Anglo operates and owns significant stakes in all major mineral business interests across the world. The company’s flagship mines are in Africa, Canada being another host of key revenue generating business for the over 100 years mining giant. For the last 3 months of 2018 the Group which is listed in various stock markets including Botswana Stock Exchange reported a 7% increase in total production on a copper equivalent basis excluding the effect of the stoppage at Minas-Rio.
According to a report released by Anglo this week, the company’s diamond production basket De Beers, world’s leading diamond outfit increased its production output during the period under review by12% to rake in 9.1 million carats bringing total production for the year 2018 to 35.3 million carats.

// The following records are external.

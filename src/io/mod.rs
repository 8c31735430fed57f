//! Bit-level and stream-level I/O

pub mod bit_reader;
pub mod bit_writer;
pub mod stream;

pub use bit_reader::BitReader;
pub use bit_writer::BitWriter;
pub use stream::{CompressionStream, StreamMode};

Anglo says the growth is attributable to a planned production increase at Orapa mine, although this was in the lower half of the production guidance range of 35-36 million carats.

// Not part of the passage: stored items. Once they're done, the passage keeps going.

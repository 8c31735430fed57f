//! Circular history buffer shared by the LZ decoders.
//!
//! A [`BitWindow`] remembers the most recent `capacity` bytes that passed
//! through a codec session. Back-references are resolved against it one
//! byte at a time, so a copy whose distance is shorter than its length
//! re-reads bytes it has just produced (run-length style overlap).

use crate::error::{CompressionError, Result};

/// Fixed-capacity ring buffer addressed by a monotonically increasing cursor.
#[derive(Debug, Clone)]
pub struct BitWindow {
    buffer: Box<[u8]>,
    mask: usize,
    position: u64,
}

impl BitWindow {
    /// Create a window holding `capacity` bytes.
    ///
    /// # Panics
    ///
    /// Panics if `capacity` is not a power of two.
    pub fn new(capacity: usize) -> Self {
        assert!(
            capacity.is_power_of_two(),
            "window capacity must be a power of two, got {capacity}"
        );
        Self {
            buffer: vec![0u8; capacity].into_boxed_slice(),
            mask: capacity - 1,
            position: 0,
        }
    }

    /// Window capacity in bytes.
    pub fn capacity(&self) -> usize {
        self.buffer.len()
    }

    /// Total number of bytes ever pushed.
    pub fn written(&self) -> u64 {
        self.position
    }

    /// Physical index of the next byte to be written.
    pub fn cursor(&self) -> usize {
        (self.position as usize) & self.mask
    }

    /// Append one byte to the history.
    #[inline]
    pub fn push(&mut self, value: u8) {
        let index = self.cursor();
        self.buffer[index] = value;
        self.position += 1;
    }

    /// Append a run of bytes to the history.
    pub fn extend_from_slice(&mut self, data: &[u8]) {
        for &b in data {
            self.push(b);
        }
    }

    /// Whether `distance` points at a byte still held by the window.
    ///
    /// Valid distances satisfy `1 <= distance < capacity` and never reach
    /// before the first byte written.
    pub fn is_valid_distance(&self, distance: usize) -> bool {
        distance >= 1 && distance < self.capacity() && (distance as u64) <= self.position
    }

    /// The byte `distance` positions behind the cursor.
    #[inline]
    pub fn byte_back(&self, distance: usize) -> u8 {
        debug_assert!(self.is_valid_distance(distance));
        let index = (self.position as usize).wrapping_sub(distance) & self.mask;
        self.buffer[index]
    }

    /// Copy `length` bytes starting `distance` bytes back, appending each
    /// byte to both the window and `out`.
    pub fn copy_match(&mut self, distance: usize, length: usize, out: &mut Vec<u8>) -> Result<()> {
        if !self.is_valid_distance(distance) {
            return Err(CompressionError::format(format!(
                "back-reference distance {} outside window ({} bytes available, capacity {})",
                distance,
                self.position.min(self.capacity() as u64),
                self.capacity()
            )));
        }

        out.reserve(length);
        for _ in 0..length {
            let value = self.byte_back(distance);
            self.push(value);
            out.push(value);
        }
        Ok(())
    }
}

#[cfg(test)]
mod tests {
    use super::*;

    #[test]
    fn test_push_and_look_back() {
        let mut window = BitWindow::new(8);
        window.extend_from_slice(b"abc");
        assert_eq!(window.written(), 3);
        assert_eq!(window.byte_back(1), b'c');
        assert_eq!(window.byte_back(3), b'a');
    }

    #[test]
    fn test_wraps_around() {
        let mut window = BitWindow::new(4);
        window.extend_from_slice(b"abcdef");
        assert_eq!(window.cursor(), 2);
        assert_eq!(window.byte_back(1), b'f');
        assert_eq!(window.byte_back(4), b'c');
        assert!(!window.is_valid_distance(5));
    }

    #[test]
    fn test_self_overlapping_copy() {
        let mut window = BitWindow::new(64);
        let mut out = Vec::new();
        window.push(b'z');
        out.push(b'z');
        window.copy_match(1, 50, &mut out).unwrap();
        assert_eq!(out.len(), 51);
        assert!(out.iter().all(|&b| b == b'z'));
    }

    #[test]
    fn test_overlapping_pattern_copy() {
        let mut window = BitWindow::new(64);
        let mut out = b"ab".to_vec();
        window.extend_from_slice(b"ab");
        window.copy_match(2, 7, &mut out).unwrap();
        assert_eq!(out, b"ababababa");
    }

    #[test]
    fn test_distance_beyond_history_rejected() {
        let mut window = BitWindow::new(16);
        window.extend_from_slice(b"xy");
        let mut out = Vec::new();
        assert!(window.copy_match(3, 1, &mut out).is_err());
        assert!(window.copy_match(0, 1, &mut out).is_err());
        assert!(out.is_empty());
    }

    #[test]
    fn test_full_capacity_distance_rejected() {
        let mut window = BitWindow::new(4);
        window.extend_from_slice(b"wxyz");
        let mut out = Vec::new();
        assert!(window.copy_match(4, 4, &mut out).is_err());
        window.copy_match(3, 3, &mut out).unwrap();
        assert_eq!(out, b"xyz");
    }

    #[test]
    fn test_largest_distance_after_wrap() {
        let mut window = BitWindow::new(8);
        window.extend_from_slice(b"0123456789");
        assert!(window.is_valid_distance(7));
        assert!(!window.is_valid_distance(8));
        assert_eq!(window.byte_back(7), b'3');
    }

    #[test]
    #[should_panic]
    fn test_capacity_must_be_power_of_two() {
        let _ = BitWindow::new(100);
    }
}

A closer look at Debswana, De Beers‘s flagship rough diamond miner, indicates that production increased by 15% to 6.3 million carats. Production at Orapa grew by 20% to 3.6 million carats predominantly driven by planned favorable grade and higher plant utilization. At Jwaneng, the world’s richest diamond mine by value, production output went up by 9% following an increase in tonnes treated. Debswana is a leading rough diamond producer accounting for over 60 percent of De Beers total rough diamond output.
Namdeb Holdings, a 50-50 venture between De Beers and Namibian Government also registered growth in production, dispatching a 3 percent increase to close the quarter a 0.5 million carats. According to the JSE listed mining giant growth at Namdeb was driven by the Mafuta crawler vessel at Debmarine Namibia spending fewer days in port. “This was partly offset by the land operations following the transition of Elizabeth Bay to care and maintenance,” reads the report.

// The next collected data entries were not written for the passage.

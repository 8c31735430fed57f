//! MSB-first bit reader.
//!
//! Bits are unpacked from a 32-bit accumulator, most significant bit first.
//! The accumulator is refilled one byte (8 bits) at a time whenever a
//! request needs more bits than it holds.

use crate::error::{CompressionError, Result};

/// Reads variable-width bit fields from a byte slice.
#[derive(Debug, Clone)]
pub struct BitReader<'a> {
    data: &'a [u8],
    position: usize,
    bits: u32,
    count: u32,
}

impl<'a> BitReader<'a> {
    /// Largest field `get_bits` accepts.
    pub const MAX_BITS: u32 = 16;

    /// Create a reader over `data`.
    pub fn new(data: &'a [u8]) -> Self {
        Self {
            data,
            position: 0,
            bits: 0,
            count: 0,
        }
    }

    /// Read an `n`-bit field (0 ≤ n ≤ 16). Reading 0 bits consumes nothing.
    ///
    /// Running out of input is an error; missing bits are never zero-filled.
    pub fn get_bits(&mut self, n: u32) -> Result<u32> {
        assert!(n <= Self::MAX_BITS, "bit field of {n} bits is too wide");
        if n == 0 {
            return Ok(0);
        }

        while self.count < n {
            let byte = *self.data.get(self.position).ok_or_else(|| {
                CompressionError::eof(format!(
                    "needed {} bits at byte {}, only {} buffered",
                    n, self.position, self.count
                ))
            })?;
            self.position += 1;
            self.bits |= (byte as u32) << (24 - self.count);
            self.count += 8;
        }

        let value = self.bits >> (32 - n);
        self.bits <<= n;
        self.count -= n;
        Ok(value)
    }

    /// Read a single bit.
    #[inline]
    pub fn get_bit(&mut self) -> Result<bool> {
        Ok(self.get_bits(1)? != 0)
    }

    /// Number of source bytes pulled into the accumulator so far.
    pub fn bytes_consumed(&self) -> usize {
        self.position
    }

    /// Bits still available, buffered or unread.
    pub fn remaining_bits(&self) -> usize {
        (self.data.len() - self.position) * 8 + self.count as usize
    }
}

#[cfg(test)]
mod tests {
    use super::*;

    #[test]
    fn test_msb_first() {
        let mut reader = BitReader::new(&[0b1011_0010, 0xFF]);
        assert_eq!(reader.get_bits(1).unwrap(), 1);
        assert_eq!(reader.get_bits(3).unwrap(), 0b011);
        assert_eq!(reader.get_bits(4).unwrap(), 0b0010);
        assert_eq!(reader.get_bits(8).unwrap(), 0xFF);
    }

    #[test]
    fn test_wide_field_spans_bytes() {
        let mut reader = BitReader::new(&[0x12, 0x34, 0x56]);
        assert_eq!(reader.get_bits(4).unwrap(), 0x1);
        assert_eq!(reader.get_bits(16).unwrap(), 0x2345);
        assert_eq!(reader.get_bits(4).unwrap(), 0x6);
        assert_eq!(reader.remaining_bits(), 0);
    }

    #[test]
    fn test_zero_width_read_is_noop() {
        let mut reader = BitReader::new(&[]);
        assert_eq!(reader.get_bits(0).unwrap(), 0);
        assert_eq!(reader.bytes_consumed(), 0);
    }

    #[test]
    fn test_exhaustion_is_error() {
        let mut reader = BitReader::new(&[0xAB]);
        assert_eq!(reader.get_bits(6).unwrap(), 0b101010);
        let err = reader.get_bits(3).unwrap_err();
        assert!(matches!(err, CompressionError::UnexpectedEof(_)));
    }
}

At the De Beers business in South Africa, rough diamond production increased by 7% to 1.2 million carats as a result of planned higher grade ore at Venetia while in Canada production increased by 5% to 1.0 million carats due to higher grades at Victor as it reaches the end of its life. Anglo says the 5 % growth registered in Canada was partially attributable to planned lower grades at Gahcho Kué.
In total volumes, rough diamond sales ended the period under review at 9.9 million carats mirroring 9.3 million carats on a consolidated basis from three sales cycles, compared to 8.2 million carats, 7.5 million carats on a consolidated basis for same number of sales cycles during the equivalent period in 2017.
Anglo American copper production increased by 23% to 183,500 tonnes, registering the highest tonnage since Q4 2013, with production increases at all operations and record copper in concentrate production at Collahuasi. Production from Los Bronces increased by 31% to 99,000 tonnes, driven by continued strong mine and plant performance and planned higher grades.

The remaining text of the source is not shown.